Saved entries
- - - -

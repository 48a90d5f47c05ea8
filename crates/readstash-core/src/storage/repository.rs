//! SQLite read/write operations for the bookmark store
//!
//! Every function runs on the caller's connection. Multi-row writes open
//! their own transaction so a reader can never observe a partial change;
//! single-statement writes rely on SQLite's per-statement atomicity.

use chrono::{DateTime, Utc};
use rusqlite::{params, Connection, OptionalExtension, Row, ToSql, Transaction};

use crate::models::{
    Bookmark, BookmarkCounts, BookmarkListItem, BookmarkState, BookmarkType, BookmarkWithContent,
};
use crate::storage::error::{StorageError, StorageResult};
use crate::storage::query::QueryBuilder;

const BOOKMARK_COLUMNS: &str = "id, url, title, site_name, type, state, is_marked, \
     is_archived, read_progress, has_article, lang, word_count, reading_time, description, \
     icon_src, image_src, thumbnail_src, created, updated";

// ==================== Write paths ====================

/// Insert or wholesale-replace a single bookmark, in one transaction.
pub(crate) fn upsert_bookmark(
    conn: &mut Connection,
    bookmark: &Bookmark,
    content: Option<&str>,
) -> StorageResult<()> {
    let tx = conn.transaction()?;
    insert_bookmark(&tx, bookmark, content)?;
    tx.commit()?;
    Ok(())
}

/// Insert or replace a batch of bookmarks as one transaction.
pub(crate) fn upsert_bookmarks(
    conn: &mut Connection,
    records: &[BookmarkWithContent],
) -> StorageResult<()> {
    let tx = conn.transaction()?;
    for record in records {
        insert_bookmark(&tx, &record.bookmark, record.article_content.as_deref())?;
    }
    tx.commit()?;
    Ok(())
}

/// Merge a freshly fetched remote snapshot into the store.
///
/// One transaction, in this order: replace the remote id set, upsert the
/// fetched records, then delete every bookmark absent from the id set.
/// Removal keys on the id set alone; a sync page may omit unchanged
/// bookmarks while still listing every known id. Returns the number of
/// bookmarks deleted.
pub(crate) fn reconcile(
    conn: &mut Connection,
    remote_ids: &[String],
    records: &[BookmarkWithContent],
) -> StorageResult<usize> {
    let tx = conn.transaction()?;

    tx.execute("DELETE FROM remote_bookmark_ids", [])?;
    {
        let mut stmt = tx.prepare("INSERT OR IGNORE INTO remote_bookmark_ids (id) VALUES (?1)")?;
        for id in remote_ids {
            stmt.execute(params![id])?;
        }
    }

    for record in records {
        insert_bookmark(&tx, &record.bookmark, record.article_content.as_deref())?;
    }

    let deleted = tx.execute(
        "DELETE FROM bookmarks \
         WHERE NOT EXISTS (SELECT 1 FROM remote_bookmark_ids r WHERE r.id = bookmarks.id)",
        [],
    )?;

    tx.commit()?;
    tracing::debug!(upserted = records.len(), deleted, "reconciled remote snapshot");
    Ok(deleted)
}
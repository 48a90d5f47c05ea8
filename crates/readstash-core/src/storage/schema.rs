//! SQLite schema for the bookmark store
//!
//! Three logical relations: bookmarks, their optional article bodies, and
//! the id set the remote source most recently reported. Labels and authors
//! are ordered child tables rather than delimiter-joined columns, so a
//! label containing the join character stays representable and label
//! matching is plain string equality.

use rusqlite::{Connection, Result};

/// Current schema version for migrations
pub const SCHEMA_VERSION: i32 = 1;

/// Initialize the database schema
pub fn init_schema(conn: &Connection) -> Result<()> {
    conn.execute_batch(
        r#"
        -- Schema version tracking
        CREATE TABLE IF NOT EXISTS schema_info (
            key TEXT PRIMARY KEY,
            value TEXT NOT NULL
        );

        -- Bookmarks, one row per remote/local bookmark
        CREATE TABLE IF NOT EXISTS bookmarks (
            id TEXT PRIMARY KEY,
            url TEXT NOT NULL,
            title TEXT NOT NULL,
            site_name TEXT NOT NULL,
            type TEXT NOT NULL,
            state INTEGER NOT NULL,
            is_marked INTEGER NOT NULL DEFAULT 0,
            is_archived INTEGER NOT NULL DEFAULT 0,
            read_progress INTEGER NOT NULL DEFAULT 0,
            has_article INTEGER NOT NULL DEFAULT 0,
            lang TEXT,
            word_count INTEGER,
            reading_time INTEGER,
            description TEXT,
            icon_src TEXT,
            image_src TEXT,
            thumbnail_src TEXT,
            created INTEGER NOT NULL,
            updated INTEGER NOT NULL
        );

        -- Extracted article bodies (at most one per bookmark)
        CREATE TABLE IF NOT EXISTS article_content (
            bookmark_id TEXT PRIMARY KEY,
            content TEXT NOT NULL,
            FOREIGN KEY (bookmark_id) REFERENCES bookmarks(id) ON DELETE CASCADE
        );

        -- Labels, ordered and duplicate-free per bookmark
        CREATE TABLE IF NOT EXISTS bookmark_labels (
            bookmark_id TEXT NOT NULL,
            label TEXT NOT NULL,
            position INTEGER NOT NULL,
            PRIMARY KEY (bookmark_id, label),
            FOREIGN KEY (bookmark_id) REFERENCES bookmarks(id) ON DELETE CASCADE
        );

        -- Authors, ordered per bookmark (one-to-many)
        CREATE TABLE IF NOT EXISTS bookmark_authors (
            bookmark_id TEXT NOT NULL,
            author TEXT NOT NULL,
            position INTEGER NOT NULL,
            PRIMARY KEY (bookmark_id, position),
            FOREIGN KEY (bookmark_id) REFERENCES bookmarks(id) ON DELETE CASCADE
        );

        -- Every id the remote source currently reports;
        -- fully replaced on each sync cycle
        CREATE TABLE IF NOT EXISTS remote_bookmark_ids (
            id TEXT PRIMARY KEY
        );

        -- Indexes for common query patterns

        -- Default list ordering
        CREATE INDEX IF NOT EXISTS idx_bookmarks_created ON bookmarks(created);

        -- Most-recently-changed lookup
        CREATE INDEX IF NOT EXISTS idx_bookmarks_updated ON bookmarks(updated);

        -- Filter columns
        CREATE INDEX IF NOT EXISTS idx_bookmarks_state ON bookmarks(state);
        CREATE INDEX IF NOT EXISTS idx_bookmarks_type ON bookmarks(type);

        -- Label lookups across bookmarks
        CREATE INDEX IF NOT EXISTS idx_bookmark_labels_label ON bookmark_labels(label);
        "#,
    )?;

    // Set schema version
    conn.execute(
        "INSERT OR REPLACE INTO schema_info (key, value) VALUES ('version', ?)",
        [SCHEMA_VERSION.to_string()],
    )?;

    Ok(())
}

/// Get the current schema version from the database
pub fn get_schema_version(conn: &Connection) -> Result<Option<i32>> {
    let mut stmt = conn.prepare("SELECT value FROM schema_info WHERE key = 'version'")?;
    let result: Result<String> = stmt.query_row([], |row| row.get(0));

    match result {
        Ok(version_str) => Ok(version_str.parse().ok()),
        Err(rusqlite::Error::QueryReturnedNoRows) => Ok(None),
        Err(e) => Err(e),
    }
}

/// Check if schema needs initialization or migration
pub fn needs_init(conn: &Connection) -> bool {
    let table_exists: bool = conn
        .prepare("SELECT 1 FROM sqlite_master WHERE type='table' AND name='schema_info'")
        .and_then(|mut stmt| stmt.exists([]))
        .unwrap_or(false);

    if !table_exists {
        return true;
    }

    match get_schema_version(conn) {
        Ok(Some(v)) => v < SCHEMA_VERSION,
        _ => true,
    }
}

- - - -

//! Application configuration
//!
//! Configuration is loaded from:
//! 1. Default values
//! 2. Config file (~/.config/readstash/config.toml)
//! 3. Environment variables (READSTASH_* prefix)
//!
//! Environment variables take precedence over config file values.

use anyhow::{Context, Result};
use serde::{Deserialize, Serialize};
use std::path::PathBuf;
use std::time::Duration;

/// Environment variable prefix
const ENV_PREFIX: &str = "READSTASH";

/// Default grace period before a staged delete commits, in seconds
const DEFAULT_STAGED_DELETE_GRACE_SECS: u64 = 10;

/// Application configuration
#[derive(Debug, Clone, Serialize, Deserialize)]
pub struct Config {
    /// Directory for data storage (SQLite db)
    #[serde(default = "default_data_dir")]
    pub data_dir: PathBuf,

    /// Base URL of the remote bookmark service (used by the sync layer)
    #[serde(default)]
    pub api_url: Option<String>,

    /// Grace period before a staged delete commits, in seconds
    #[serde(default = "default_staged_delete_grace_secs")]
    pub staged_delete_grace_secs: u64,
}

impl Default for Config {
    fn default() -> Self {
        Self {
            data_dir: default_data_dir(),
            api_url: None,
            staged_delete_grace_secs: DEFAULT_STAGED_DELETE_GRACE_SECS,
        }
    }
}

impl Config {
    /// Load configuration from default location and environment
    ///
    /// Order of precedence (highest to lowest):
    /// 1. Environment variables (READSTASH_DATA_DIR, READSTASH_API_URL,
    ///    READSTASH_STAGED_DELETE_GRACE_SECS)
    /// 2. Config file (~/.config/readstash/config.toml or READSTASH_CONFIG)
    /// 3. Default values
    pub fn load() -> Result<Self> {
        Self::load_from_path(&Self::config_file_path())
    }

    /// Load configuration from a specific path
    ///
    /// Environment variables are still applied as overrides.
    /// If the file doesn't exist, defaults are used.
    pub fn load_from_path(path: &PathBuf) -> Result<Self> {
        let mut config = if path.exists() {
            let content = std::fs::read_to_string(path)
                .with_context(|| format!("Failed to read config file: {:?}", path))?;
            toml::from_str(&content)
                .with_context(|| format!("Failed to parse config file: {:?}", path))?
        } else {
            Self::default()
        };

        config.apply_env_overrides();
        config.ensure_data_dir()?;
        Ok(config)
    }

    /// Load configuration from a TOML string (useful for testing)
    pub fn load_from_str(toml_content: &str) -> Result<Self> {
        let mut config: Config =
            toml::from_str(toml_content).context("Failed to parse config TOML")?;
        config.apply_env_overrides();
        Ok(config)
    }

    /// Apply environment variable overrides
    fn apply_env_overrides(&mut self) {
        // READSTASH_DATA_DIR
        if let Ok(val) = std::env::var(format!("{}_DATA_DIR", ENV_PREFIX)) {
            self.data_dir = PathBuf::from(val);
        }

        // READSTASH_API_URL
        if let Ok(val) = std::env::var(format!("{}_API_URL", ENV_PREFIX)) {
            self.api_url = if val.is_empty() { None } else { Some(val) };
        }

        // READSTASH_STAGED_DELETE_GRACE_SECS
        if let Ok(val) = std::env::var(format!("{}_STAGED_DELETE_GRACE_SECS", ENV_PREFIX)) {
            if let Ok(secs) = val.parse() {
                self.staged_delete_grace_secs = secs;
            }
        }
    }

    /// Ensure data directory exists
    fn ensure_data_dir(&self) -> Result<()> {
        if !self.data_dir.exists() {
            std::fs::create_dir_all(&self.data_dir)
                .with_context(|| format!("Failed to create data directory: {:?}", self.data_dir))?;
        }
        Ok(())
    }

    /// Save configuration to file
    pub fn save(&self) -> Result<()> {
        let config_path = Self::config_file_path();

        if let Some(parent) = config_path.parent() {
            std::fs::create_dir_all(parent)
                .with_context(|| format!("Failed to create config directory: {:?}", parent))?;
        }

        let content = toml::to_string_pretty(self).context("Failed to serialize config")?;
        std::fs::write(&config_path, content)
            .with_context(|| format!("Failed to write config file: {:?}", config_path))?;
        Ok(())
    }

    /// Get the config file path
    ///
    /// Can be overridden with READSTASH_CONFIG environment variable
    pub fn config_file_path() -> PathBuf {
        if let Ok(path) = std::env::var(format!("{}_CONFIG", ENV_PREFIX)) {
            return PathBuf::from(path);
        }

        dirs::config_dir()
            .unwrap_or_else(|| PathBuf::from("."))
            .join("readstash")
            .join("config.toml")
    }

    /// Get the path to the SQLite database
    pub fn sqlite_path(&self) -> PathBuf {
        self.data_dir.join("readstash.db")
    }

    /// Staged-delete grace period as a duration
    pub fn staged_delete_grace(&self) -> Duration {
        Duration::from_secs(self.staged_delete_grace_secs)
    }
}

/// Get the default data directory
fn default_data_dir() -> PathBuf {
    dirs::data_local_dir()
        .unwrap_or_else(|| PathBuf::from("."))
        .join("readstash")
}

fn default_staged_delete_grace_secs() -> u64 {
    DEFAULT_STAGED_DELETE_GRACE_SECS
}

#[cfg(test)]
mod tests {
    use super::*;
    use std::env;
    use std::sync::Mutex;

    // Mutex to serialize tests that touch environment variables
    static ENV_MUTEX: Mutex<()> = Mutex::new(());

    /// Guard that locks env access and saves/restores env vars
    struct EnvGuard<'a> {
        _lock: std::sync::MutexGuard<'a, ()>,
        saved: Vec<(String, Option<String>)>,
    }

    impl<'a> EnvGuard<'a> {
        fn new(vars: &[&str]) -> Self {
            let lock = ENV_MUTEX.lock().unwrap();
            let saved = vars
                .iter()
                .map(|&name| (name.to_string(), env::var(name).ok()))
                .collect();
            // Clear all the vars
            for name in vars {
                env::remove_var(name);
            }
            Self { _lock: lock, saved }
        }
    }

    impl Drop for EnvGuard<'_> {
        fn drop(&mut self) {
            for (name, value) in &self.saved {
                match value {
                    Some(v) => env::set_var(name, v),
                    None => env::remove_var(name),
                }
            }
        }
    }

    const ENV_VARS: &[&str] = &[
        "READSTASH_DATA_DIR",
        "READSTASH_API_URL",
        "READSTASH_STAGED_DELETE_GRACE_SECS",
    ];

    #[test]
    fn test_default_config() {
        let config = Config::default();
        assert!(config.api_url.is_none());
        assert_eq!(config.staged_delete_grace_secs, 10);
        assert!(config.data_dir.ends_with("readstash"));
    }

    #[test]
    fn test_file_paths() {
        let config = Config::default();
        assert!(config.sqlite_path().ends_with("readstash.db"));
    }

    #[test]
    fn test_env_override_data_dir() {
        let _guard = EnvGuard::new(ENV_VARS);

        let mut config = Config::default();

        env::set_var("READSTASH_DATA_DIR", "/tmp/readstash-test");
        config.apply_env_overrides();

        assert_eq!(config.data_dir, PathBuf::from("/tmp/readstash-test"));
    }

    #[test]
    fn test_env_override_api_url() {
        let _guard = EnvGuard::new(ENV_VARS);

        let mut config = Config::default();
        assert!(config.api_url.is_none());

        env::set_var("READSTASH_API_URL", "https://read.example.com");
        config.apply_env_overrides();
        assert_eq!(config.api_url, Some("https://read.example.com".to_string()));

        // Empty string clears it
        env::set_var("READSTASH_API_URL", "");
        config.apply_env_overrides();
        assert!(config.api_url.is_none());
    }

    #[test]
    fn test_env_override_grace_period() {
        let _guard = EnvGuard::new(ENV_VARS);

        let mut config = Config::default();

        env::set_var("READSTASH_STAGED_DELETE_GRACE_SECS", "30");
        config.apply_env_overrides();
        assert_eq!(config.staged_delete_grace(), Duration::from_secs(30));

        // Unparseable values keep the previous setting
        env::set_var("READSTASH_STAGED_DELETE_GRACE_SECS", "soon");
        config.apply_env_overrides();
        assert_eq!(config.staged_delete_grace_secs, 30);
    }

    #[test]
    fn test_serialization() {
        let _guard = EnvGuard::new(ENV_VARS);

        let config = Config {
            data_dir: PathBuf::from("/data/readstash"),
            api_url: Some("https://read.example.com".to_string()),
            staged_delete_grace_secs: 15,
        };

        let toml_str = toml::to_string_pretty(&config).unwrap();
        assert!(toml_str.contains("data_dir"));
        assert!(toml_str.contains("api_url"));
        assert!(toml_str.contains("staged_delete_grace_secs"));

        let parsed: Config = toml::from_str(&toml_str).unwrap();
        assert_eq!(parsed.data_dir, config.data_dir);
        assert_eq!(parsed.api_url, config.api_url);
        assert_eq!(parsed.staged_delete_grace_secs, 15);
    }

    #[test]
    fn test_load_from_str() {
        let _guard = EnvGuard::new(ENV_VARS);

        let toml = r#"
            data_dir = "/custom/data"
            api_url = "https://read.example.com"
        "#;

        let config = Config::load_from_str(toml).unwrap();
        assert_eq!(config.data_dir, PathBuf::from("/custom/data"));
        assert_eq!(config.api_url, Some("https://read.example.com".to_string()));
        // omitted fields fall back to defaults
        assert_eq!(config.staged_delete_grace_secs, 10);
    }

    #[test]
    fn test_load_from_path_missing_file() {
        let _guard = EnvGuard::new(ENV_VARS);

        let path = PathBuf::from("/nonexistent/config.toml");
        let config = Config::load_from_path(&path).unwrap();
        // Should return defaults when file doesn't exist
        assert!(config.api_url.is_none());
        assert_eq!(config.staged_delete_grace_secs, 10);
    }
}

- - - -

PROBLEM STATEMENT
Across the entries above, find the lines with the string "their" and copy them.

RESULT
//! their own transaction so a reader can never observe a partial change;
//! Three logical relations: bookmarks, their optional article bodies, and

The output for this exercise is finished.